Et il donne des exemples.

Ainsi attaque et défend ses positions menacées, Nicolas Montour, le brigadier.

Au fond, pour Montour et ses amis, le bourgeoys, c’est l’ennemi ; c’est l’homme contre qui on se ligue pour l’influencer, en obtenir des avantages.

Ces intrigues aboutiraient moins souvent, si le Bancroche pouvait communiquer plus facilement avec ses hommes. Mais il ne sait le français que bien imparfaitement, et alors il est prisonnier, quant à son opinion sur les engagés, de quelques voyageurs qui savent bien sa langue et l’approchent plus facilement. Ceux que Montour conduit ne laissent pénétrer de l’extérieur que ce qu’ils veulent : ils commandent aux portes. Rien n’est plus facile alors que de déformer la réalité, d’édifier contre Turenne un château de cartes de calomnies, un fragile château de mensonges qui ne vacillera pas.

Sous cette attaque à fond, Turenne est resté calme dans la sérénité de sa force.

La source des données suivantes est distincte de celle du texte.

use amiga_chipset::custom_regs::{DMACON, SPR0PTH};
use amiga_chipset::{ChipRam, Chipset, ChipsetConfig, Observable, RasterPosition, Ticks, Value};

const SPRITE_DATA: u32 = 0x4000;
const V_START: u16 = 50;
const V_STOP: u16 = 60;

fn make_chipset() -> Chipset<ChipRam> {
    Chipset::new(ChipRam::new(512 * 1024), ChipsetConfig::pal()).expect("valid config")
}

/// Control words, one data pair per line, then the terminating zero pair.
fn sprite_list() -> Vec<u16> {
    let mut words = vec![(V_START << 8) | 0x40, V_STOP << 8];
    for line in V_START..V_STOP {
        words.push(0xF000 | line);
        words.push(0x0F00 | line);
    }
    words.extend([0, 0]);
    words
}

fn run_line(chipset: &mut Chipset<ChipRam>) {
    let line = chipset.position().line;
    while chipset.position().line == line {
        chipset.run_for(Ticks::new(2));
    }
}

#[test]
fn sprite_fetches_two_words_per_line_inside_its_range() {
    let mut chipset = make_chipset();
    chipset.memory.load_words(SPRITE_DATA, &sprite_list());
    chipset.write_register(SPR0PTH, (SPRITE_DATA >> 16) as u16);
    chipset.write_register(SPR0PTH + 2, SPRITE_DATA as u16);
    chipset.write_register(DMACON, 0x8220);

    let mut fetched = Vec::new();
    while chipset.position().line < 70 {
        let before = chipset.agnus.sprites[0].pointer;
        let line = chipset.position().line;
        run_line(&mut chipset);
        fetched.push((line, (chipset.agnus.sprites[0].pointer - before) / 2));
        if line == V_START {
            assert_eq!(chipset.denise.spr_data[0], 0xF000 | V_START);
            assert_eq!(chipset.denise.spr_datb[0], 0x0F00 | V_START);
            assert!(chipset.denise.sprite_armed(0));
        }
    }

    for (line, words) in fetched {
        let expected = match line {
            29 => 2,
            V_START..V_STOP => 2,
            V_STOP => 2,
            _ => 0,
        };
        assert_eq!(words, expected, "line {line}");
    }
    assert_eq!(chipset.position(), RasterPosition::new(70, 0));
    assert_eq!(chipset.query("sprite.0.state"), Some(Value::from("stopped")));
}

#[test]
fn sprite_dma_off_fetches_nothing() {
    let mut chipset = make_chipset();
    chipset.memory.load_words(SPRITE_DATA, &sprite_list());
    chipset.write_register(SPR0PTH + 2, SPRITE_DATA as u16);
    chipset.write_register(DMACON, 0x8200);
    chipset.run_for(Ticks::from_slots(70 * 227));
    assert_eq!(chipset.agnus.sprites[0].pointer, SPRITE_DATA);
}
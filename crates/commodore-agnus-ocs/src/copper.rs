//! Copper - coprocessor for raster-synchronised register writes.

use crate::beam::RasterPosition;

#[derive(Debug, Clone, Copy, PartialEq, Eq)]
pub enum State {
    Idle,
    Fetch1, // Fetch first word
    Fetch2, // Fetch second word, then execute
    Wait,   // Waiting for beam position (and possibly the blitter)
}

/// COPCON bit 1: allow writes to 0x040-0x07E (the blitter registers).
pub const COPCON_CDANG: u16 = 0x0002;

pub struct Copper {
    pub state: State,
    pub cop1lc: u32,
    pub cop2lc: u32,
    pub pc: u32,
    pub ir1: u16,
    pub ir2: u16,
    pub danger: bool,
    pending_restart: Option<u32>,
    /// First word of the instruction after a WAIT, fetched while waiting.
    prefetch: Option<u16>,
}

impl Copper {
    #[must_use]
    pub fn new() -> Self {
        Self {
            state: State::Idle,
            cop1lc: 0,
            cop2lc: 0,
            pc: 0,
            ir1: 0,
            ir2: 0,
            danger: false,
            pending_restart: None,
            prefetch: None,
        }
    }

    pub fn write_copcon(&mut self, value: u16) {
        self.danger = value & COPCON_CDANG != 0;
    }

    /// COPJMP1 strobe. Takes effect at the start of the next slot.
    pub fn strobe_cop1(&mut self) {
        self.pending_restart = Some(self.cop1lc);
    }

    /// COPJMP2 strobe.
    pub fn strobe_cop2(&mut self) {
        self.pending_restart = Some(self.cop2lc);
    }

    /// Vertical blank reload from COP1LC; immediate.
    pub fn restart_cop1(&mut self) {
        self.pending_restart = None;
        self.jump(self.cop1lc);
    }

    fn jump(&mut self, location: u32) {
        self.pc = location & 0x001F_FFFE;
        self.state = State::Fetch1;
        self.prefetch = None;
    }

    /// Apply a strobe written during the previous slot.
    pub fn begin_slot(&mut self) {
        if let Some(location) = self.pending_restart.take() {
            self.jump(location);
        }
    }

    #[must_use]
    pub fn restart_pending(&self) -> bool {
        self.pending_restart.is_some()
    }

    /// True if the Copper would use a slot at `position`. A satisfied wait
    /// claims the slot in which it resolves.
    #[must_use]
    pub fn wants_slot(&self, position: RasterPosition, blitter_idle: bool) -> bool {
        match self.state {
            State::Idle => false,
            State::Fetch1 | State::Fetch2 => true,
            State::Wait => {
                self.prefetch.is_none() || self.check_wait(position, blitter_idle)
            }
        }
    }

    /// Perform one Copper slot.
    ///
    /// Returns `Some((register, value))` when a MOVE executes. Moves to
    /// protected registers are dropped here.
    pub fn tick(
        &mut self,
        position: RasterPosition,
        blitter_idle: bool,
        read_mem: impl Fn(u32) -> u16,
    ) -> Option<(u16, u16)> {
        match self.state {
            State::Idle => None,
            State::Fetch1 => {
                self.ir1 = read_mem(self.pc);
                self.pc = self.pc.wrapping_add(2);
                self.state = State::Fetch2;
                None
            }
            State::Fetch2 => {
                self.ir2 = read_mem(self.pc);
                self.pc = self.pc.wrapping_add(2);
                self.execute(position, blitter_idle)
            }
            State::Wait => {
                let Some(next) = self.prefetch else {
                    self.prefetch = Some(read_mem(self.pc));
                    self.pc = self.pc.wrapping_add(2);
                    return None;
                };
                if !self.check_wait(position, blitter_idle) {
                    return None;
                }
                self.prefetch = None;
                self.ir1 = next;
                self.ir2 = read_mem(self.pc);
                self.pc = self.pc.wrapping_add(2);
                self.execute(position, blitter_idle)
            }
        }
    }

    fn execute(&mut self, position: RasterPosition, blitter_idle: bool) -> Option<(u16, u16)> {
        self.state = State::Fetch1;
        if self.ir1 & 1 == 0 {
            let reg = self.ir1 & 0x01FE;
            if !self.may_write(reg) {
                log::debug!("copper move to protected register {reg:#05X} dropped");
                return None;
            }
            return Some((reg, self.ir2));
        }

        let satisfied = self.check_wait(position, blitter_idle);
        if self.ir2 & 1 != 0 {
            // SKIP
            if satisfied {
                self.pc = self.pc.wrapping_add(4);
            }
        } else if !satisfied {
            self.state = State::Wait;
        }
        None
    }

    /// Registers below 0x040 are never Copper-writable; 0x040-0x07E need
    /// COPCON CDANG.
    #[must_use]
    pub fn may_write(&self, reg: u16) -> bool {
        match reg {
            0x000..=0x03E => false,
            0x040..=0x07E => self.danger,
            _ => true,
        }
    }

    fn check_wait(&self, position: RasterPosition, blitter_idle: bool) -> bool {
        // BFD clear: also wait for the blitter to finish.
        if self.ir2 & 0x8000 == 0 && !blitter_idle {
            return false;
        }

        // V7 has no mask bit and is always compared.
        let mask_v = ((self.ir2 >> 8) & 0x7F) | 0x80;
        let mask_h = self.ir2 & 0x00FE;

        let wait_v = (self.ir1 >> 8) & mask_v;
        let wait_h = self.ir1 & mask_h;
        let cur_v = position.line & 0xFF & mask_v;
        let cur_h = position.cycle & 0xFE & mask_h;

        ((cur_v << 8) | cur_h) >= ((wait_v << 8) | wait_h)
    }
}

impl Default for Copper {
    fn default() -> Self {
        Self::new()
    }
}
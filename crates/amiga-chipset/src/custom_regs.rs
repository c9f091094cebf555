//! Custom register map.
//!
//! Offsets are from $DFF000. Every write, whether from the CPU, the Copper
//! or a DMA channel, lands in `write_register`, which routes it to the chip
//! or chips that latch it.

use commodore_agnus_ocs::BlitterChannel;

use crate::{Chipset, MemoryMap};

// Read registers:
pub const BLTDDAT: u16 = 0x000;
pub const DMACONR: u16 = 0x002;
pub const VPOSR: u16 = 0x004;
pub const VHPOSR: u16 = 0x006;
pub const DSKDATR: u16 = 0x008;
pub const JOY0DAT: u16 = 0x00A;
pub const JOY1DAT: u16 = 0x00C;
pub const CLXDAT: u16 = 0x00E;
pub const ADKCONR: u16 = 0x010;
pub const POT0DAT: u16 = 0x012;
pub const POT1DAT: u16 = 0x014;
pub const POTGOR: u16 = 0x016;
pub const SERDATR: u16 = 0x018;
pub const DSKBYTR: u16 = 0x01A;
pub const INTENAR: u16 = 0x01C;
pub const INTREQR: u16 = 0x01E;

// Write registers:
pub const DSKPTH: u16 = 0x020;
pub const DSKPTL: u16 = 0x022;
pub const DSKLEN: u16 = 0x024;
pub const VPOSW: u16 = 0x02A;
pub const VHPOSW: u16 = 0x02C;
pub const COPCON: u16 = 0x02E;
pub const SERDAT: u16 = 0x030;
pub const SERPER: u16 = 0x032;
pub const BLTCON0: u16 = 0x040;
pub const BLTCON1: u16 = 0x042;
pub const BLTAFWM: u16 = 0x044;
pub const BLTALWM: u16 = 0x046;
pub const BLTCPTH: u16 = 0x048;
pub const BLTCPTL: u16 = 0x04A;
pub const BLTBPTH: u16 = 0x04C;
pub const BLTBPTL: u16 = 0x04E;
pub const BLTAPTH: u16 = 0x050;
pub const BLTAPTL: u16 = 0x052;
pub const BLTDPTH: u16 = 0x054;
pub const BLTDPTL: u16 = 0x056;
pub const BLTSIZE: u16 = 0x058;
pub const BLTCMOD: u16 = 0x060;
pub const BLTBMOD: u16 = 0x062;
pub const BLTAMOD: u16 = 0x064;
pub const BLTDMOD: u16 = 0x066;
pub const BLTCDAT: u16 = 0x070;
pub const BLTBDAT: u16 = 0x072;
pub const BLTADAT: u16 = 0x074;
pub const DSKSYNC: u16 = 0x07E;
pub const COP1LCH: u16 = 0x080;
pub const COP1LCL: u16 = 0x082;
pub const COP2LCH: u16 = 0x084;
pub const COP2LCL: u16 = 0x086;
pub const COPJMP1: u16 = 0x088;
pub const COPJMP2: u16 = 0x08A;
pub const DIWSTRT: u16 = 0x08E;
pub const DIWSTOP: u16 = 0x090;
pub const DDFSTRT: u16 = 0x092;
pub const DDFSTOP: u16 = 0x094;
pub const DMACON: u16 = 0x096;
pub const CLXCON: u16 = 0x098;
pub const INTENA: u16 = 0x09A;
pub const INTREQ: u16 = 0x09C;
pub const ADKCON: u16 = 0x09E;
pub const AUD0LCH: u16 = 0x0A0;
pub const AUD3DAT: u16 = 0x0DA;
pub const BPL1PTH: u16 = 0x0E0;
pub const BPL1PTL: u16 = 0x0E2;
pub const BPL6PTL: u16 = 0x0F6;
pub const BPLCON0: u16 = 0x100;
pub const BPLCON1: u16 = 0x102;
pub const BPLCON2: u16 = 0x104;
pub const BPL1MOD: u16 = 0x108;
pub const BPL2MOD: u16 = 0x10A;
pub const BPL1DAT: u16 = 0x110;
pub const BPL6DAT: u16 = 0x11A;
pub const SPR0PTH: u16 = 0x120;
pub const SPR7PTL: u16 = 0x13E;
pub const SPR0POS: u16 = 0x140;
pub const SPR7DATB: u16 = 0x17E;
pub const COLOR00: u16 = 0x180;
pub const COLOR31: u16 = 0x1BE;

/// Pins POTGOR reads back with nothing attached.
const POTGOR_IDLE: u16 = 0xFF00;

const POINTER_MASK: u32 = 0x001F_FFFE;

fn set_high(pointer: u32, value: u16) -> u32 {
    ((pointer & 0x0000_FFFF) | (u32::from(value) << 16)) & POINTER_MASK
}

fn set_low(pointer: u32, value: u16) -> u32 {
    ((pointer & 0xFFFF_0000) | u32::from(value)) & POINTER_MASK
}

fn blitter_pointer(offset: u16) -> BlitterChannel {
    match (offset - BLTCPTH) / 4 {
        0 => BlitterChannel::C,
        1 => BlitterChannel::B,
        2 => BlitterChannel::A,
        _ => BlitterChannel::D,
    }
}

fn blitter_modulo(offset: u16) -> BlitterChannel {
    match (offset - BLTCMOD) / 2 {
        0 => BlitterChannel::C,
        1 => BlitterChannel::B,
        2 => BlitterChannel::A,
        _ => BlitterChannel::D,
    }
}

impl<M: MemoryMap> Chipset<M> {
    /// Write a custom register. `offset` is masked to the register range.
    pub fn write_register(&mut self, offset: u16, value: u16) {
        let offset = offset & 0x01FE;
        match offset {
            DSKPTH => self.agnus.write_disk_pointer_high(value),
            DSKPTL => self.agnus.write_disk_pointer_low(value),
            DSKLEN => self.paula.write_dsklen(value),
            VPOSW => self.agnus.beam.write_vposw(value),
            VHPOSW => self.agnus.beam.write_vhposw(value),
            COPCON => self.agnus.copper.write_copcon(value),
            SERDAT => self.paula.write_serdat(value),
            SERPER => self.paula.serial.serper = value,

            BLTCON0 => self.agnus.blitter.bltcon0 = value,
            BLTCON1 => self.agnus.blitter.bltcon1 = value,
            BLTAFWM => self.agnus.blitter.first_word_mask = value,
            BLTALWM => self.agnus.blitter.last_word_mask = value,
            BLTCPTH..=BLTDPTL => {
                let channel = blitter_pointer(offset);
                if offset & 2 == 0 {
                    self.agnus.blitter.write_pointer_high(channel, value);
                } else {
                    self.agnus.blitter.write_pointer_low(channel, value);
                }
            }
            BLTSIZE => self.agnus.blitter.write_size(value),
            BLTCMOD..=BLTDMOD => self
                .agnus
                .blitter
                .write_modulo(blitter_modulo(offset), value),
            BLTCDAT => self.agnus.blitter.data[2] = value,
            BLTBDAT => self.agnus.blitter.data[1] = value,
            BLTADAT => self.agnus.blitter.data[0] = value,

            DSKSYNC => self.paula.disk.sync_word = value,
            COP1LCH => self.agnus.copper.cop1lc = set_high(self.agnus.copper.cop1lc, value),
            COP1LCL => self.agnus.copper.cop1lc = set_low(self.agnus.copper.cop1lc, value),
            COP2LCH => self.agnus.copper.cop2lc = set_high(self.agnus.copper.cop2lc, value),
            COP2LCL => self.agnus.copper.cop2lc = set_low(self.agnus.copper.cop2lc, value),
            COPJMP1 => self.agnus.copper.strobe_cop1(),
            COPJMP2 => self.agnus.copper.strobe_cop2(),

            DIWSTRT => {
                self.agnus.diwstrt = value;
                self.denise.diwstrt = value;
            }
            DIWSTOP => {
                self.agnus.diwstop = value;
                self.denise.diwstop = value;
            }
            DDFSTRT => self.agnus.bitplanes.ddfstrt = value & 0x00FC,
            DDFSTOP => self.agnus.bitplanes.ddfstop = value & 0x00FC,
            DMACON => {
                self.agnus.write_dmacon(value);
                self.paula.sync_audio_dma(self.agnus.dmacon);
            }
            CLXCON => self.denise.clxcon = value,
            INTENA => self.paula.interrupts.write_intena(value),
            INTREQ => self.paula.interrupts.write_intreq(value),
            ADKCON => self.paula.write_adkcon(value),
            AUD0LCH..=AUD3DAT => {
                self.paula.write_audio_register(offset, value);
            }

            BPL1PTH..=BPL6PTL => {
                let plane = usize::from((offset - BPL1PTH) / 4);
                if offset & 2 == 0 {
                    self.agnus.bitplanes.write_pointer_high(plane, value);
                } else {
                    self.agnus.bitplanes.write_pointer_low(plane, value);
                }
            }
            BPLCON0 => {
                self.agnus.write_bplcon0(value);
                self.denise.bplcon0 = value;
            }
            BPLCON1 => self.denise.bplcon1 = value,
            BPLCON2 => self.denise.bplcon2 = value,
            BPL1MOD => self.agnus.bitplanes.bpl1mod = (value & 0xFFFE) as i16,
            BPL2MOD => self.agnus.bitplanes.bpl2mod = (value & 0xFFFE) as i16,
            BPL1DAT..=BPL6DAT => {
                self.denise
                    .write_bitplane_data(usize::from((offset - BPL1DAT) / 2), value);
            }

            SPR0PTH..=SPR7PTL => {
                let sprite = &mut self.agnus.sprites[usize::from((offset - SPR0PTH) / 4)];
                sprite.pointer = if offset & 2 == 0 {
                    set_high(sprite.pointer, value)
                } else {
                    set_low(sprite.pointer, value)
                };
            }
            SPR0POS..=SPR7DATB => {
                let n = usize::from((offset - SPR0POS) / 8);
                match (offset - SPR0POS) % 8 {
                    0 => {
                        self.agnus.sprites[n].write_pos(value);
                        self.denise.write_sprite_pos(n, value);
                    }
                    2 => {
                        self.agnus.sprites[n].write_ctl(value);
                        self.denise.write_sprite_ctl(n, value);
                    }
                    4 => self.denise.write_sprite_data(n, value),
                    _ => self.denise.write_sprite_datb(n, value),
                }
            }
            COLOR00..=COLOR31 => self
                .denise
                .set_palette(usize::from((offset - COLOR00) / 2), value),

            _ => log::trace!("write to unhandled register {offset:#05X} = {value:#06X}"),
        }
    }

    /// Read a custom register. Write-only registers read as 0.
    ///
    /// Takes `&mut self` because CLXDAT and DSKBYTR clear on read.
    pub fn read_register(&mut self, offset: u16) -> u16 {
        match offset & 0x01FE {
            DMACONR => self.agnus.read_dmaconr(),
            VPOSR => self.agnus.beam.read_vposr(),
            VHPOSR => self.agnus.beam.read_vhposr(),
            DSKDATR => self.paula.disk.read_dskdatr(),
            CLXDAT => self.denise.read_clxdat(),
            ADKCONR => self.paula.adkcon,
            POTGOR => POTGOR_IDLE,
            SERDATR => self.paula.read_serdatr(),
            DSKBYTR => self.paula.disk.read_dskbytr(),
            INTENAR => self.paula.interrupts.enable(),
            INTREQR => self.paula.interrupts.request(),
            // No controllers or paddles are attached.
            JOY0DAT | JOY1DAT | POT0DAT | POT1DAT => 0,
            // D goes straight to chip RAM and is never latched.
            BLTDDAT => 0,
            other => {
                log::trace!("read of write-only register {other:#05X}");
                0
            }
        }
    }
}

Dédaigne-t-il les attaques ? Est-il insensible ? Croit-il que son honnêteté et son habileté naturelles transparaîtront au travers de tous les artifices ? Est-il dépourvu d’ambition ? Ce que son rival veut l’empêcher d’obtenir, y tient-il ? Montour ne comprend pas bien encore.

Louison Turenne continue à vivre comme par le passé ; il reste bon pour les Indiens, obligeant pour ses compagnons.

Et chaque fois que les circonstances le permettent, il s’éloigne de la brigade, descend sur le rivage des lacs et des rivières : il jette la ligne, il attend.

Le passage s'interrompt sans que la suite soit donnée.